The records Block Start

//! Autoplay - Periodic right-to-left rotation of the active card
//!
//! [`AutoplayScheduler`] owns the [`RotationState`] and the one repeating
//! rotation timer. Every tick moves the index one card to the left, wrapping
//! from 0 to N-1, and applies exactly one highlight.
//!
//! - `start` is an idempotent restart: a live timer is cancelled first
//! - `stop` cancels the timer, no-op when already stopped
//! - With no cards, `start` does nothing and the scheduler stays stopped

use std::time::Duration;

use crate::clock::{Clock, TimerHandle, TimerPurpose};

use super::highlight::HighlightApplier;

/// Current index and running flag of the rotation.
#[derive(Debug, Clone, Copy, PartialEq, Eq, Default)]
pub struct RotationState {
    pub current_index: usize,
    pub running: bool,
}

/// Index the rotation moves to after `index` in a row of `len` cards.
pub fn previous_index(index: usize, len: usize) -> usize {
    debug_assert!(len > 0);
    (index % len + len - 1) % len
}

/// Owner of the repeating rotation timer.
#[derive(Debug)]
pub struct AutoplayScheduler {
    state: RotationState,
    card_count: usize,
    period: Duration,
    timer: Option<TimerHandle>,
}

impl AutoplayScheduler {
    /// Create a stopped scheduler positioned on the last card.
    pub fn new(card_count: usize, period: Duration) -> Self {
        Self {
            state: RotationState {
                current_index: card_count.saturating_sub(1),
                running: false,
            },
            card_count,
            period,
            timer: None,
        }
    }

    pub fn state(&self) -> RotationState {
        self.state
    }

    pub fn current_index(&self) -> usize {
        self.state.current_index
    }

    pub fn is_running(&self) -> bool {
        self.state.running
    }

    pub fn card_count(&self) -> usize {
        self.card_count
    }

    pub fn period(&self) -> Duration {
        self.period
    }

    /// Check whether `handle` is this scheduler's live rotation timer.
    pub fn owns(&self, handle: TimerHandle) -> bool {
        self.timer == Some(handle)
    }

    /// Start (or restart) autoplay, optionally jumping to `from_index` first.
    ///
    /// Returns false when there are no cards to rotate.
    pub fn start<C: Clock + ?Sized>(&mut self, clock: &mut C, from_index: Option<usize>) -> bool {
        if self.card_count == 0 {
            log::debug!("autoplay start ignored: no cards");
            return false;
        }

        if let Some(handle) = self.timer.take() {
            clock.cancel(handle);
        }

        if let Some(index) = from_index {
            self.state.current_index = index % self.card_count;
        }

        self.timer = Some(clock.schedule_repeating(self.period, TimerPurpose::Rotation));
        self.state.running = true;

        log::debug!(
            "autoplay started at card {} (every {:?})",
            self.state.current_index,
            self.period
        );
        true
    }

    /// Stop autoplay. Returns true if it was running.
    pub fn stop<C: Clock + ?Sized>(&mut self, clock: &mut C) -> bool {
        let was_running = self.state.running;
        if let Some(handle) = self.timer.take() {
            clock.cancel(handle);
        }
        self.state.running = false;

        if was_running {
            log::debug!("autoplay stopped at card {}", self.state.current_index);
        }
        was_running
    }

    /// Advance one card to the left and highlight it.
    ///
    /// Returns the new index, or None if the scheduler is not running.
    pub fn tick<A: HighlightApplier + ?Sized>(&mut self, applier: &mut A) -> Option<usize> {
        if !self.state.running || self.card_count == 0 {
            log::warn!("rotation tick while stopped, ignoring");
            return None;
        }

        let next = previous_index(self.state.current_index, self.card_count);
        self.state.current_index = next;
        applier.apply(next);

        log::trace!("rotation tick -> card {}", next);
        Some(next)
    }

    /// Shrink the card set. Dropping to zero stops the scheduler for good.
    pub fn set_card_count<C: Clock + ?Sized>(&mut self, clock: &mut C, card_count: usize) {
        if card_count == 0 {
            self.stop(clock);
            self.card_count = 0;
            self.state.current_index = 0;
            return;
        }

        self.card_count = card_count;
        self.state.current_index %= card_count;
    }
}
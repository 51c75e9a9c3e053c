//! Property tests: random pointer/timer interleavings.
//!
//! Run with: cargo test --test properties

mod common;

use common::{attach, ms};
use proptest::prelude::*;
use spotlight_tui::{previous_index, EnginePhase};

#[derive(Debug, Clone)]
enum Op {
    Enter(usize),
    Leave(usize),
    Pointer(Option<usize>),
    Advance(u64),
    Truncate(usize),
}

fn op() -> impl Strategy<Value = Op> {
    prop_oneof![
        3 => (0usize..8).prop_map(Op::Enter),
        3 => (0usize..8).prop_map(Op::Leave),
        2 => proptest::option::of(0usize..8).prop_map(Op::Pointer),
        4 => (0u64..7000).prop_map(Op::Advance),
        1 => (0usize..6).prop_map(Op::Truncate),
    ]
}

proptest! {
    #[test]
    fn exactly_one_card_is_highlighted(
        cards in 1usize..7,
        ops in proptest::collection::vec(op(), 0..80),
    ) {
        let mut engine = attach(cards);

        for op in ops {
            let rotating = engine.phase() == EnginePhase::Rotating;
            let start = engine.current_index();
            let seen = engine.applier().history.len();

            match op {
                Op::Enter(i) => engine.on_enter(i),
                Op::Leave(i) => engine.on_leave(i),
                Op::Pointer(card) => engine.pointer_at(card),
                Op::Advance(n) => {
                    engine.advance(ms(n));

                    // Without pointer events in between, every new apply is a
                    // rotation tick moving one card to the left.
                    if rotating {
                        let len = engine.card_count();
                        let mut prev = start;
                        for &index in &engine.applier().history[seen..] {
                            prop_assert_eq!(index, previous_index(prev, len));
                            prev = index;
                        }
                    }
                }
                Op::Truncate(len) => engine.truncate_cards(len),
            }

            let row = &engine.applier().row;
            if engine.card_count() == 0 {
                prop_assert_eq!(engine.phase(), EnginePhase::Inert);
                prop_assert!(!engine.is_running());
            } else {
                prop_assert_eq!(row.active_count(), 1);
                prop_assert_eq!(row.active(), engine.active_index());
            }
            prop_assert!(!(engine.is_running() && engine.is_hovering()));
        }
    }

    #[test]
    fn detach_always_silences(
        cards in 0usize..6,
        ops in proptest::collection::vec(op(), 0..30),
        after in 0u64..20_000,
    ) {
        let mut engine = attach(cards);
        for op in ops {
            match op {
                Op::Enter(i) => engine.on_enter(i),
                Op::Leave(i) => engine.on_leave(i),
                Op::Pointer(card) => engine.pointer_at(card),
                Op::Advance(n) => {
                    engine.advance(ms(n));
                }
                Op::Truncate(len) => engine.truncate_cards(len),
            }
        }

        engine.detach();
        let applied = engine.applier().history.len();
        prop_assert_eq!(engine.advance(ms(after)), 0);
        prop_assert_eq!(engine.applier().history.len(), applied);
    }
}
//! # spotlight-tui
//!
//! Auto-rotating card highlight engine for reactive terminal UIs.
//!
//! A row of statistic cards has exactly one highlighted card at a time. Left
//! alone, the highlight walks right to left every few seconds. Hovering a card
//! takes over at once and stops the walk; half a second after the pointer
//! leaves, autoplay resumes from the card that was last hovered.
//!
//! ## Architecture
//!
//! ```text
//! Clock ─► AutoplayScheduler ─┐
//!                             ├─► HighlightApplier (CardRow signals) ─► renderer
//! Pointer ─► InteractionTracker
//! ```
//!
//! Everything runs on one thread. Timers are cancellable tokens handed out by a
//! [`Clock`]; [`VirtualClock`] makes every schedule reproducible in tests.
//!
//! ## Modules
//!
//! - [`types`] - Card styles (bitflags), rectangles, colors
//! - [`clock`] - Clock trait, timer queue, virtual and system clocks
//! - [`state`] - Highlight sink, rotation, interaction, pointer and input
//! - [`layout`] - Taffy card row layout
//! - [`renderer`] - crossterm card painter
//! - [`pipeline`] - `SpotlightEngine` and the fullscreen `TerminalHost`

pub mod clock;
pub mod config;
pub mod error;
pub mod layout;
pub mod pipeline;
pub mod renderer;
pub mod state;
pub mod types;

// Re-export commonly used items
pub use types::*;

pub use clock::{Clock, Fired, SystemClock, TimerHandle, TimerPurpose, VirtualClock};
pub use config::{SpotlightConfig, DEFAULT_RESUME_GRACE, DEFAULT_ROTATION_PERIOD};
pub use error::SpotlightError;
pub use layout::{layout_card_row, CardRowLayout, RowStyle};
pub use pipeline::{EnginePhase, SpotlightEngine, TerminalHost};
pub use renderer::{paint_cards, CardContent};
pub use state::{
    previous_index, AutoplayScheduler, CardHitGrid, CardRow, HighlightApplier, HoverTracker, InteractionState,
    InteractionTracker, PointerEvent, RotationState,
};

The records Block End

Whenever "TimerPurpose" shows up in a line of the listing, copy that whole line.

- [Your solution]:
use crate::clock::{Clock, TimerHandle, TimerPurpose};
        self.timer = Some(clock.schedule_repeating(self.period, TimerPurpose::Rotation));
pub use clock::{Clock, Fired, SystemClock, TimerHandle, TimerPurpose, VirtualClock};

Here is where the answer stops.